═══ Supplied information

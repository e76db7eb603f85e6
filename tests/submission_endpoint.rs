use std::sync::atomic::{AtomicBool, Ordering};
use std::sync::{Arc, Mutex};

use lambda_http::http::{self, StatusCode};
use lambda_http::{Body, Request, Response};
use lead_capture::adapters::http::lambda_adapter::LambdaHttpAdapter;
use lead_capture::adapters::sheets::reconnecting_appender::ReconnectingAppender;
use lead_capture::adapters::sheets::unavailable_appender::UnavailableAppender;
use lead_capture::ports::row_appender::AppenderConnector;
use lead_capture::{
    RowAppender, RowAppenderError, SheetRow, SpreadsheetTargets, SubmissionService,
};
use pretty_assertions::assert_eq;
use serde_json::{json, Value};

#[derive(Default)]
struct InMemorySheets {
    rows: Mutex<Vec<(String, Vec<String>)>>,
}

#[async_trait::async_trait]
impl RowAppender for InMemorySheets {
    async fn append_row(
        &self,
        spreadsheet_id: &str,
        row: &SheetRow,
    ) -> error_stack::Result<Value, RowAppenderError> {
        let mut rows = self.rows.lock().unwrap();
        rows.push((spreadsheet_id.to_string(), row.cells().to_vec()));
        Ok(json!({
            "spreadsheetId": spreadsheet_id,
            "tableRange": "Sheet1!A1:I1",
            "updates": { "updatedRows": 1, "updatedCells": row.len() }
        }))
    }
}

/// Refuses the first connection, as a token endpoint hiccup at cold start would.
struct ColdStartConnector {
    sheets: Arc<InMemorySheets>,
    refused: AtomicBool,
}

#[async_trait::async_trait]
impl AppenderConnector for ColdStartConnector {
    async fn connect(&self) -> error_stack::Result<Arc<dyn RowAppender>, RowAppenderError> {
        if !self.refused.swap(true, Ordering::SeqCst) {
            return Err(error_stack::report!(RowAppenderError::NotInitialized {
                reason: "Failed to authorize the service account".to_string(),
            }));
        }
        Ok(self.sheets.clone())
    }
}

fn targets() -> SpreadsheetTargets {
    SpreadsheetTargets {
        buy: "buy-sheet".to_string(),
        sell: "sell-sheet".to_string(),
        rent: "rent-sheet".to_string(),
    }
}

fn adapter_with(appender: Arc<dyn RowAppender>) -> LambdaHttpAdapter {
    LambdaHttpAdapter::new(Arc::new(SubmissionService::new(appender, targets())))
}

fn post(body: &str) -> Request {
    http::Request::builder()
        .method("POST")
        .uri("/api/submit-form")
        .header("content-type", "application/json")
        .body(Body::from(body.to_string()))
        .unwrap()
}

fn json_body(response: &Response<Body>) -> Value {
    match response.body() {
        Body::Text(text) => serde_json::from_str(text).unwrap(),
        Body::Binary(bytes) => serde_json::from_slice(bytes).unwrap(),
        Body::Empty => Value::Null,
    }
}

#[tokio::test]
async fn test_rent_submission_is_appended_with_normalized_budget() {
    let sheets = Arc::new(InMemorySheets::default());
    let adapter = adapter_with(sheets.clone());

    let response = adapter
        .handle(post(
            r#"{"userType":"rent","name":"A. Lee","email":"a@x.com","phoneNumber":"555-1234","budget":"$1,200"}"#,
        ))
        .await
        .unwrap();

    assert_eq!(response.status(), StatusCode::OK);
    let body = json_body(&response);
    assert_eq!(body["success"], json!(true));
    assert_eq!(body["data"]["spreadsheetId"], json!("rent-sheet"));

    let rows = sheets.rows.lock().unwrap();
    assert_eq!(rows.len(), 1);
    let (spreadsheet_id, cells) = &rows[0];
    assert_eq!(spreadsheet_id, "rent-sheet");
    assert_eq!(&cells[1..4], &["A. Lee", "a@x.com", "555-1234"]);
    assert_eq!(cells.last().map(String::as_str), Some("1200"));
    assert!(chrono::DateTime::parse_from_rfc3339(&cells[0]).is_ok());
}

#[tokio::test]
async fn test_each_user_type_reaches_its_own_spreadsheet() {
    let sheets = Arc::new(InMemorySheets::default());
    let adapter = adapter_with(sheets.clone());

    for user_type in ["buy", "sell", "rent"] {
        let body = json!({ "userType": user_type, "name": "Sam" }).to_string();
        let response = adapter.handle(post(&body)).await.unwrap();
        assert_eq!(response.status(), StatusCode::OK);
    }

    let ids = sheets
        .rows
        .lock()
        .unwrap()
        .iter()
        .map(|(id, _)| id.clone())
        .collect::<Vec<_>>();
    assert_eq!(ids, vec!["buy-sheet", "sell-sheet", "rent-sheet"]);
}

#[tokio::test]
async fn test_extra_fields_are_appended_in_body_order() {
    let sheets = Arc::new(InMemorySheets::default());
    let adapter = adapter_with(sheets.clone());

    let response = adapter
        .handle(post(
            r#"{"userType":"sell","zip":"90210","name":"Kim","features":["Pool"," Garage "],"askingPrice":"$450,000"}"#,
        ))
        .await
        .unwrap();

    assert_eq!(response.status(), StatusCode::OK);
    let rows = sheets.rows.lock().unwrap();
    let cells = &rows[0].1;
    assert_eq!(&cells[cells.len() - 3..], &["90210", "Pool; Garage", "450000"]);
}

#[tokio::test]
async fn test_missing_user_type_is_rejected() {
    let sheets = Arc::new(InMemorySheets::default());
    let adapter = adapter_with(sheets.clone());

    let response = adapter
        .handle(post(r#"{"name":"A. Lee","email":"a@x.com"}"#))
        .await
        .unwrap();

    assert_eq!(response.status(), StatusCode::INTERNAL_SERVER_ERROR);
    let body = json_body(&response);
    assert_eq!(body["success"], json!(false));
    assert_eq!(body["error"], json!("Internal Server Error"));
    assert!(body["message"]
        .as_str()
        .unwrap()
        .contains("Invalid or missing user type"));
    assert!(sheets.rows.lock().unwrap().is_empty());
}

#[tokio::test]
async fn test_unknown_user_type_is_rejected() {
    let adapter = adapter_with(Arc::new(InMemorySheets::default()));

    let response = adapter
        .handle(post(r#"{"userType":"Lease"}"#))
        .await
        .unwrap();

    assert_eq!(response.status(), StatusCode::INTERNAL_SERVER_ERROR);
}

#[tokio::test]
async fn test_malformed_json_is_rejected() {
    let adapter = adapter_with(Arc::new(InMemorySheets::default()));

    let response = adapter.handle(post("{\"userType\": ")).await.unwrap();

    assert_eq!(response.status(), StatusCode::INTERNAL_SERVER_ERROR);
    let body = json_body(&response);
    assert!(body["message"]
        .as_str()
        .unwrap()
        .starts_with("Failed to parse request body"));
}

#[tokio::test]
async fn test_valid_json_that_is_not_an_object_is_a_missing_user_type() {
    let sheets = Arc::new(InMemorySheets::default());
    let adapter = adapter_with(sheets.clone());

    for body in ["[]", "null", "42", r#""buy""#] {
        let response = adapter.handle(post(body)).await.unwrap();

        assert_eq!(response.status(), StatusCode::INTERNAL_SERVER_ERROR);
        assert_eq!(
            json_body(&response)["message"],
            json!("Invalid or missing user type")
        );
    }
    assert!(sheets.rows.lock().unwrap().is_empty());
}

#[tokio::test]
async fn test_uninitialized_client_fails_every_submission() {
    let adapter = adapter_with(Arc::new(UnavailableAppender::new(
        "service account credentials could not be loaded from GOOGLE_SERVICE_ACCOUNT_KEY",
    )));

    let response = adapter
        .handle(post(r#"{"userType":"buy","name":"A"}"#))
        .await
        .unwrap();

    assert_eq!(response.status(), StatusCode::INTERNAL_SERVER_ERROR);
    assert_eq!(
        json_body(&response)["message"],
        json!("Google Sheets client is not initialized: service account credentials could not be loaded from GOOGLE_SERVICE_ACCOUNT_KEY")
    );
}

#[tokio::test]
async fn test_client_recovers_after_failed_authorization() {
    let sheets = Arc::new(InMemorySheets::default());
    let adapter = adapter_with(Arc::new(ReconnectingAppender::new(ColdStartConnector {
        sheets: sheets.clone(),
        refused: AtomicBool::new(false),
    })));
    let body = r#"{"userType":"buy","name":"A"}"#;

    let first = adapter.handle(post(body)).await.unwrap();
    assert_eq!(first.status(), StatusCode::INTERNAL_SERVER_ERROR);
    assert_eq!(
        json_body(&first)["message"],
        json!("Google Sheets client is not initialized: Failed to authorize the service account")
    );

    let second = adapter.handle(post(body)).await.unwrap();
    assert_eq!(second.status(), StatusCode::OK);
    assert_eq!(sheets.rows.lock().unwrap().len(), 1);
}

#[tokio::test]
async fn test_non_post_is_not_allowed() {
    let sheets = Arc::new(InMemorySheets::default());
    let adapter = adapter_with(sheets.clone());

    let request = http::Request::builder()
        .method("GET")
        .uri("/api/submit-form")
        .body(Body::Empty)
        .unwrap();
    let response = adapter.handle(request).await.unwrap();

    assert_eq!(response.status(), StatusCode::METHOD_NOT_ALLOWED);
    assert_eq!(json_body(&response)["error"], json!("Method Not Allowed"));
    assert!(sheets.rows.lock().unwrap().is_empty());
}
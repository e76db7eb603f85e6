use std::sync::Arc;

use chrono::{DateTime, Utc};
use error_stack::{report, Report};
use serde_json::Value;
use thiserror::Error;
use tracing::{info, instrument};

use crate::domain::submission::USER_TYPE_FIELD;
use crate::domain::{FormSubmission, SheetRow, SpreadsheetTargets};
use crate::ports::row_appender::{RowAppender, RowAppenderError};

#[derive(Error, Debug)]
pub enum SubmissionError {
    #[error("Failed to parse request body: {details}")]
    InvalidPayload { details: String },
    #[error("Invalid or missing user type")]
    InvalidUserType,
    #[error("Google Sheets client is not initialized: {reason}")]
    ClientUnavailable { reason: String },
    #[error("Spreadsheet append failed: {details}")]
    AppendFailed { details: String },
}

impl From<&RowAppenderError> for SubmissionError {
    fn from(error: &RowAppenderError) -> Self {
        match error {
            RowAppenderError::NotInitialized { reason } => SubmissionError::ClientUnavailable {
                reason: reason.clone(),
            },
            RowAppenderError::AppendFailed { details, .. } => SubmissionError::AppendFailed {
                details: details.clone(),
            },
        }
    }
}

/// Turns a raw form body into a row on the spreadsheet selected by its `userType`.
pub struct SubmissionService {
    appender: Arc<dyn RowAppender>,
    spreadsheets: SpreadsheetTargets,
}

impl std::fmt::Debug for SubmissionService {
    fn fmt(&self, f: &mut std::fmt::Formatter<'_>) -> std::fmt::Result {
        write!(f, "SubmissionService {{ spreadsheets: {:?} }}", self.spreadsheets)
    }
}

impl SubmissionService {
    pub fn new(appender: Arc<dyn RowAppender>, spreadsheets: SpreadsheetTargets) -> Self {
        Self {
            appender,
            spreadsheets,
        }
    }

    pub async fn submit(&self, body: &[u8]) -> error_stack::Result<Value, SubmissionError> {
        self.submit_at(body, Utc::now()).await
    }

    #[instrument(skip(self, body), fields(body_len = body.len()))]
    pub async fn submit_at(
        &self,
        body: &[u8],
        received_at: DateTime<Utc>,
    ) -> error_stack::Result<Value, SubmissionError> {
        let submission = FormSubmission::from_json(body).map_err(|e| {
            report!(SubmissionError::InvalidPayload {
                details: e.to_string(),
            })
        })?;

        let user_type = submission.user_type().ok_or_else(|| {
            report!(SubmissionError::InvalidUserType).attach_printable(format!(
                "Received userType: {:?}",
                submission.get(USER_TYPE_FIELD)
            ))
        })?;

        let row = SheetRow::from_submission(&submission, received_at);
        let spreadsheet_id = self.spreadsheets.spreadsheet_id(user_type);

        info!(
            "Appending {} cells for a {} submission to spreadsheet {}",
            row.len(),
            user_type,
            spreadsheet_id
        );

        self.appender
            .append_row(spreadsheet_id, &row)
            .await
            .map_err(|report: Report<RowAppenderError>| {
                let context = SubmissionError::from(report.current_context());
                report.change_context(context)
            })
    }
}
use error_stack::report;
use serde_json::Value;

use crate::domain::SheetRow;
use crate::ports::row_appender::{RowAppender, RowAppenderError};

/// Stands in for the Sheets client when no credentials were loaded at startup. Every
/// append fails with the startup reason.
#[derive(Debug, Clone)]
pub struct UnavailableAppender {
    reason: String,
}

impl UnavailableAppender {
    pub fn new<S: Into<String>>(reason: S) -> Self {
        Self {
            reason: reason.into(),
        }
    }
}

#[async_trait::async_trait]
impl RowAppender for UnavailableAppender {
    async fn append_row(
        &self,
        spreadsheet_id: &str,
        _row: &SheetRow,
    ) -> error_stack::Result<Value, RowAppenderError> {
        Err(report!(RowAppenderError::NotInitialized {
            reason: self.reason.clone(),
        })
        .attach_printable(format!("Dropped append to spreadsheet {}", spreadsheet_id)))
    }
}
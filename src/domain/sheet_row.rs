use chrono::{DateTime, SecondsFormat, Utc};

use super::normalize::normalize;
use super::submission::{FormSubmission, FIXED_FIELDS};

/// One spreadsheet row: timestamp, fixed fields, then every other submitted field.
#[derive(Debug, Clone, PartialEq, Eq)]
pub struct SheetRow(Vec<String>);

impl SheetRow {
    pub fn from_submission(submission: &FormSubmission, received_at: DateTime<Utc>) -> Self {
        let mut cells = Vec::with_capacity(1 + FIXED_FIELDS.len() + submission.len());

        cells.push(format_timestamp(received_at));
        cells.extend(
            FIXED_FIELDS
                .iter()
                .map(|field| normalize(submission.get(field))),
        );
        cells.extend(
            submission
                .extra_fields()
                .map(|(_, value)| normalize(Some(value))),
        );

        SheetRow(cells)
    }

    pub fn cells(&self) -> &[String] {
        &self.0
    }

    pub fn timestamp(&self) -> &str {
        &self.0[0]
    }

    pub fn len(&self) -> usize {
        self.0.len()
    }

    pub fn is_empty(&self) -> bool {
        self.0.is_empty()
    }
}

/// ISO-8601 in UTC with millisecond precision, e.g. `2024-05-01T12:00:00.000Z`.
pub fn format_timestamp(instant: DateTime<Utc>) -> String {
    instant.to_rfc3339_opts(SecondsFormat::Millis, true)
}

══════

** Required action **
Number of lines above with the word "true": supply it alone.

** Exercise output **
3